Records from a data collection
----
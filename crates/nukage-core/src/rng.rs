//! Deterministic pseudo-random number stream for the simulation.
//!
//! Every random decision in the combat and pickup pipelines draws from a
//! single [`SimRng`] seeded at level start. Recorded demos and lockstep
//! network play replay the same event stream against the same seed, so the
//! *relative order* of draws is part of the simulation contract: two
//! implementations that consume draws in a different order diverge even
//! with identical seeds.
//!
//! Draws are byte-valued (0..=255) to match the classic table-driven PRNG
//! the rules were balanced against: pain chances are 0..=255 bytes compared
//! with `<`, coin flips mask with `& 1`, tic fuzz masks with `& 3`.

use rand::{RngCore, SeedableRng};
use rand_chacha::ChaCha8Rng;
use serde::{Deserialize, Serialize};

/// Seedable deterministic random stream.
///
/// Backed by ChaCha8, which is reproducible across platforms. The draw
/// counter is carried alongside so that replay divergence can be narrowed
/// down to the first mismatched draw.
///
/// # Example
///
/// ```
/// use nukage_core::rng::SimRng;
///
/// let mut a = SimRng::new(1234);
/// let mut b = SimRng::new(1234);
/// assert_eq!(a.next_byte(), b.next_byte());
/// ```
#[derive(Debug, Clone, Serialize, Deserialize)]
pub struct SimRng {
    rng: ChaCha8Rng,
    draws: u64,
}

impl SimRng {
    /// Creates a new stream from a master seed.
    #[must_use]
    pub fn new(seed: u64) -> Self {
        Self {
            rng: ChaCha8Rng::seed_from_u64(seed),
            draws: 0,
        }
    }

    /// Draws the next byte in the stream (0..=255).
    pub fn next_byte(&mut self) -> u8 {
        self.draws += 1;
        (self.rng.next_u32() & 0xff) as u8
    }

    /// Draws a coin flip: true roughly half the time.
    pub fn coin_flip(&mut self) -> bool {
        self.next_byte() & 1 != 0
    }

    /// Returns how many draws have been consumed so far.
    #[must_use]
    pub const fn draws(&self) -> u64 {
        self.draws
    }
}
----
WORK INSTRUCTION: Search the entries above for lines containing the word "with", and copy each one.

RESPONSE TO THE TASK:
//! with identical seeds.
//! with `<`, coin flips mask with `& 1`, tic fuzz masks with `& 3`.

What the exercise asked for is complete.